A foreign ministry statement quoted by the Anatolia news agency, said eight guards had crossed Turkey's border with Iraq at Habur in four cars, and were on their way to the embassy in Baghdad, when they were attacked around the flashpoint Iraqi city of Mosul.
Five of the security guards along with two Iraqi drivers were killed. Two survivors reached Baghdad, while a third returned to the border at Habur, the statement said.
"Armed men made the passengers get out of the cars, lie on the ground, machine-gunned them and cut off the head off one of them," Muhammet Tahir, an official of the Turkmen Front in Mosul, was quoted as telling the Turkish press agency DHA.
It said US forces who controlled the region had killed two of the attackers.
The CNN-Turk website said one of the victims was a police inspector while three were police officers. About 70 Turkish nationals, mainly truck drivers, have so far been killed in Iraq since the US-led invasion last year, most of them in road violence and several at the hands of hostage-takers.
In Mosul Lieutenant Colonel Paul Hastings, spokesman for Task Force Olympia, said that at 6:00pm Friday, "soldiers of the multinational force went to a crossroads at Yarmuk and discovered three male bodies evidently killed earlier during the day in a rebel attack."
Attackers detonated a bomb near a US military patrol in Mosul on Saturday but missed the patrol and hit a school bus, killing one teenage student and wounding six others, the US military said.
The bomb exploded as the patrol was travelling through an eastern district of the city, closely followed by a minibus carrying students to a nearby high school.
"The blast hit an Iraqi school bus killing one and injuring six, all eighth graders," the military said in a statement. A photographer for Reuters saw several badly wounded teenagers being treated at a local hospital for blast wounds.
No US soldiers were wounded in the attack, but one of the assailants was killed, the statement said.
Gunmen killed the daughter and son-in-law of former Iraqi president Abdel Salam Aref and abducted his 20-year-old grandson Rafel from their Baghdad home, police said Saturday.

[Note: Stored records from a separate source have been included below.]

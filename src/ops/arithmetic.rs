//! The six built-in CalcProtocol/1.0 operations.
//!
//! Every function receives exactly as many operands as its registered arity;
//! the parser guarantees this before dispatch. Numbers are `f64` and a result
//! that is not finite is reported as a [`MathError`] instead of being sent.

use super::MathError;

/// Map a raw `f64` result to a dispatch outcome.
///
/// Infinity means the exact result exceeded `f64::MAX`.
fn checked(result: f64) -> Result<f64, MathError> {
    if result.is_infinite() {
        Err(MathError::Overflow)
    } else if result.is_nan() {
        Err(MathError::NotFinite)
    } else {
        Ok(result)
    }
}

/// Reject operands that were too large to parse into a finite `f64`.
fn in_range(operands: &[f64]) -> Result<(), MathError> {
    if operands.iter().any(|operand| operand.is_infinite()) {
        Err(MathError::Overflow)
    } else {
        Ok(())
    }
}

pub(crate) fn add(operands: &[f64]) -> Result<f64, MathError> {
    in_range(operands)?;
    checked(operands[0] + operands[1])
}

pub(crate) fn sub(operands: &[f64]) -> Result<f64, MathError> {
    in_range(operands)?;
    checked(operands[0] - operands[1])
}

pub(crate) fn mul(operands: &[f64]) -> Result<f64, MathError> {
    in_range(operands)?;
    checked(operands[0] * operands[1])
}

pub(crate) fn div(operands: &[f64]) -> Result<f64, MathError> {
    // -0.0 == 0.0
    if operands[1] == 0.0 {
        return Err(MathError::DivisionByZero);
    }
    in_range(operands)?;
    checked(operands[0] / operands[1])
}

pub(crate) fn pow(operands: &[f64]) -> Result<f64, MathError> {
    in_range(operands)?;
    checked(operands[0].powf(operands[1]))
}

pub(crate) fn sqrt(operands: &[f64]) -> Result<f64, MathError> {
    if operands[0] < 0.0 {
        return Err(MathError::NegativeSquareRoot);
    }
    in_range(operands)?;
    checked(operands[0].sqrt())
}
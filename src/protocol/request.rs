//! Request parsing and validation.
//!
//! A request line is `OPERATION (SP OPERAND)*`. Validation runs in a fixed
//! order and stops at the first failure:
//!
//! 1. empty line
//! 2. unknown operation
//! 3. wrong operand count
//! 4. first operand that is not a number, left to right
//!
//! So `FOO x` is an unknown operation, not a bad operand, and `ADD x` is an
//! arity error, not a bad operand.

use thiserror::Error;

use crate::ops::OperationRegistry;

/// A validated request, ready for dispatch.
#[derive(Debug, Clone, PartialEq)]
pub struct Request {
    operation: String,
    operands: Vec<f64>,
}

impl Request {
    /// Operation name, exactly as received.
    #[inline]
    pub fn operation(&self) -> &str {
        &self.operation
    }

    /// Parsed operands, in request order.
    #[inline]
    pub fn operands(&self) -> &[f64] {
        &self.operands
    }
}

/// Why a request line was rejected before any computation.
///
/// The `Display` text is the `INVALID` payload sent on the wire.
#[derive(Debug, Clone, PartialEq, Eq, Error)]
pub enum InvalidRequest {
    /// Line was empty or whitespace only.
    #[error("Malformed request: missing operands")]
    Empty,

    /// No operation of that name is registered.
    #[error("Unknown operation: {0}")]
    UnknownOperation(String),

    /// Operand count differs from the operation's arity.
    #[error("{operation} requires {arity} operand(s), got {got}")]
    WrongArity {
        operation: String,
        arity: usize,
        got: usize,
    },

    /// An operand token is not a decimal number.
    #[error("Invalid operand: '{0}' is not a number")]
    InvalidOperand(String),

    /// The line was not valid UTF-8. Raised by the connection loop, since
    /// the parser only sees decoded text.
    #[error("Malformed request: invalid UTF-8")]
    NotUtf8,
}

/// Parse and validate one request line against `registry`.
///
/// `line` must already be stripped of its terminator.
pub fn parse_request(registry: &OperationRegistry, line: &str) -> Result<Request, InvalidRequest> {
    let mut tokens = line.split_whitespace();

    let Some(name) = tokens.next() else {
        return Err(InvalidRequest::Empty);
    };

    let spec = registry
        .get(name)
        .ok_or_else(|| InvalidRequest::UnknownOperation(name.to_string()))?;

    let raw: Vec<&str> = tokens.collect();
    if raw.len() != spec.arity() {
        return Err(InvalidRequest::WrongArity {
            operation: name.to_string(),
            arity: spec.arity(),
            got: raw.len(),
        });
    }

    let operands = raw
        .iter()
        .map(|token| {
            parse_operand(token).ok_or_else(|| InvalidRequest::InvalidOperand(token.to_string()))
        })
        .collect::<Result<Vec<f64>, _>>()?;

    Ok(Request {
        operation: name.to_string(),
        operands,
    })
}

/// Parse an operand token.
///
/// Accepts an optional leading `-`, decimal digits and at most one `.`, with
/// at least one digit: `42`, `-7`, `3.14`, `.5`, `5.`. Rejects exponents,
/// `+`, `inf`, `nan` and hex. A token too large for `f64` parses to infinity
/// and is caught as overflow by the operation.
pub fn parse_operand(token: &str) -> Option<f64> {
    let unsigned = token.strip_prefix('-').unwrap_or(token);

    let mut seen_digit = false;
    let mut seen_dot = false;
    for b in unsigned.bytes() {
        match b {
            b'0'..=b'9' => seen_digit = true,
            b'.' if !seen_dot => seen_dot = true,
            _ => return None,
        }
    }
    if !seen_digit {
        return None;
    }

    token.parse().ok()
}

The attack happened on Monday evening in the city's western Dakhliya neighbourhood, an officer told AFP, asking not to be named.
The assailants left a statement proclaiming: "This is the fate reserved for traitors."
Aref was head of state from 1963 to his death in 1966. He was succeeded by his brother Abdel Rahman, who was overthrown by Saddam Hussein's Baath party two years later. Aref's daughter Sanaa worked as a teacher while her husband was a doctor.
Iraq's key oil infrastructure suffered five attacks in 24 hours after a voice identified as al-Qaeda leader Osama bin Laden ordered followers to sabotage the West's key oil supplies.
An oil ministry spokesman condemned the upsurge in "terrorist acts" which he said were depriving Iraqis of essential fuel and the country of desperately needed export revenues. There were two blasts on pipelines Saturday and three late Friday, all of them in restive Sunni Arab areas around the capital or in north-central Iraq, officials said.
In the first of Saturday's attacks, saboteurs blew up a section of the pipeline feeding oil from the northern Kirkuk fields to the distribution hub of Baiji, an oil facilities protection officer told AFP.
The section near Fatha, 85 kilometres (just over 50 miles) west of the oil city of Kirkuk, had already been hit on Friday, virtually eliminating its flow.
An hour later, at around 8:30 am (0530 GMT), a second blast hit the pipeline linking Baiji with Baghdad's Daura refinery, network director Majid Mamnum said.
The section breached was at Dijla, 20 kilometres (12 miles) north of the insurgent stronghold of Samarra, Mamnum said.
On Friday evening, saboteurs hit another pipeline supplying crude from the southern Basra fields to the Daura refinery, oil ministry spokesman Jihad Assem said.